We all are obsessed with a good mascara that lifts and gives your lashes more volume. Mascara opens up the eyes, making them look more appealing. Have you ever wondered how mascara is made and what goes into the product you put on your eyes?
Mascara dates back to 4000 B.C. to Egyptians, Greeks, and Babylonians. Most of the products were in the form of solid cakes made of lead sulfite, charcoal, and malachite.
Over the years, we have come a long way and now have hypoallergenic, lengthening mascaras. You can choose from a nourishing water-based or a long-lasting waterproof mascara. Keep reading to learn how mascara is made.
The raw material of mascara may depend on the brand and the formula. Some brands make oil or wax-based mascara, and some make lightweight water-based mascaras.

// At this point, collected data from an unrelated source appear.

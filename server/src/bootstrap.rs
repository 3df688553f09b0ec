//! Resource management for infrastructure setup.
//!
//! Centralizes pool creation and store construction into a single
//! [`ResourceManager`].
//!
//! # Example
//!
//! ```rust,ignore
//! let config = Config::from_env();
//! let resources = ResourceManager::from_config(&config).await?;
//! let app = build_router(resources.app_state());
//! // ... serve ...
//! resources.close().await;
//! ```

use crate::config::Config;
use crate::server::AppState;
use bookstore_auth::{Argon2PasswordHasher, JwtTokenService};
use bookstore_core::StoreError;
use bookstore_postgres::{
    PostgresBookStore, PostgresCarouselStore, PostgresCategoryStore, PostgresFavoriteStore,
    PostgresOrderStore, PostgresReadiness, PostgresUserStore, StoreOptions, apply_schema, connect,
};
use sqlx::PgPool;
use std::sync::Arc;
use std::time::Duration;
use tracing::{info, warn};

/// Owns the process-wide connection pool and the settings derived from
/// configuration.
#[derive(Clone)]
pub struct ResourceManager {
    /// Application configuration
    pub config: Arc<Config>,

    /// The one connection pool of the process
    pub pool: PgPool,

    /// Options shared by every store
    pub store_options: StoreOptions,
}

impl ResourceManager {
    /// Connect the pool and, if configured, apply the schema.
    ///
    /// # Errors
    ///
    /// Returns [`StoreError::Database`] if the database cannot be reached or
    /// the schema fails to apply.
    pub async fn from_config(config: &Config) -> Result<Self, StoreError> {
        info!("Connecting to database...");
        let pool = connect(&config.pool_settings()).await?;

        if config.database.apply_schema {
            info!("Applying schema...");
            apply_schema(&pool).await?;
        }

        let store_options = config.store_options();
        info!(
            reserve_stock = store_options.reserve_stock,
            transition_policy = ?store_options.transition_policy,
            timeout_ms = u64::try_from(store_options.operation_timeout.as_millis()).unwrap_or(u64::MAX),
            "Stores configured"
        );

        Ok(Self {
            config: Arc::new(config.clone()),
            pool,
            store_options,
        })
    }

    /// Build the handler state over the `PostgreSQL` stores.
    #[must_use]
    pub fn app_state(&self) -> AppState {
        let pool = &self.pool;
        let options = self.store_options;
        let tokens = Arc::new(JwtTokenService::new(
            self.config.auth.jwt_secret.as_bytes(),
            Duration::from_secs(self.config.auth.token_ttl),
        ));

        AppState {
            books: Arc::new(PostgresBookStore::with_options(pool.clone(), options)),
            categories: Arc::new(PostgresCategoryStore::with_options(pool.clone(), options)),
            carousels: Arc::new(PostgresCarouselStore::with_options(pool.clone(), options)),
            orders: Arc::new(PostgresOrderStore::with_options(pool.clone(), options)),
            users: Arc::new(PostgresUserStore::with_options(pool.clone(), options)),
            favorites: Arc::new(PostgresFavoriteStore::with_options(pool.clone(), options)),
            readiness: Arc::new(PostgresReadiness::new(pool.clone(), options)),
            token_issuer: tokens.clone(),
            token_verifier: tokens,
            passwords: Arc::new(Argon2PasswordHasher::new()),
        }
    }

    /// Close the pool, waiting at most the configured shutdown timeout.
    pub async fn close(&self) {
        let limit = Duration::from_secs(self.config.server.shutdown_timeout);
        if tokio::time::timeout(limit, self.pool.close()).await.is_err() {
            warn!(timeout_s = limit.as_secs(), "Timed out closing the database pool");
        } else {
            info!("Database pool closed");
        }
    }
}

Here are some ingredients that are often used to make mascara:
Water is the main ingredient in almost all mascaras. It works as a blending agent and also helps in drying the product once applied to the lashes. Mascara that have water as the main ingredient are lightweight and come off easily. These mascaras are usually not waterproof but are long-lasting due to other ingredients.
Moreover, water also gives a natural look to the lashes and prevents your lashes from clumping even after multiple coats.
Oils are essential to combine other ingredients such as waxes and make the mascara formula nourishing to your eyelashes. Oils work to ensure uniform coverage and add a sheen to your mascara that works well in making the lashes appear healthy.
Waxes are used as thickening ingredients. They add a volume to the lashes and help give them curl. Waxes are the heroes in making your mascara last all day without running down your cheeks or leaving marks on the top of your eyelids.
Waxes also combine well with pigments and coat the lashes to provide a rich color. Some of the most popular waxes used in mascaras are rice bran wax, carnauba wax, and beeswax.
Pigments are the most essential component of mascara when you consider how mascara is made. Without the pigment, mascaras wouldn’t have that rich dark color we all want. The most used pigment for mascaras is iron oxide which adds a black color to your lashes.
Another ingredient that is used to add opacity to the formula is Guanine, which is often confused with Guano implying bat droppings. That is why understanding the ingredients is necessary instead of believing the rumors.
- Polymer Fibers
Polymer fibers are optional for mascaras. They give a lengthening effect to your lashes. Brands may use silk, nylon, or rayon fibers that attach to your lashes and lengthen the tips. The black pigment over these fibers gives them a more natural look.
All the mascara ingredients are combined using two methods. One is an anhydrous method that does not use water in manufacturing. The other is an emulsion method that combines water and thickeners together to form mascara.
In the anhydrous method, the ingredients are weighed, mixed, and heated to form a homogenous paste. The emulsification is done without the use of water.
For the emulsion method, the ingredients, water, and thickener are combined and mixed at a high speed to form a uniform paste. This semi-solid paste is ready to be filled into containers after proper cooling.
The last step of mascara manufacturing is the packaging. There are plastic as well as bristle types of wand brushes for the application. These may come packed in a tube or bottle packaging. You can pick from different shapes of wands that deliver specific results.
One thing that helps in preventing the brush from clumping with mascara is a small piece of wiper in the tube that scrapes off the excess product. This shows how much thought process goes into making such a tiny product. Now that you know how mascara is made, go out and find which one works best for you!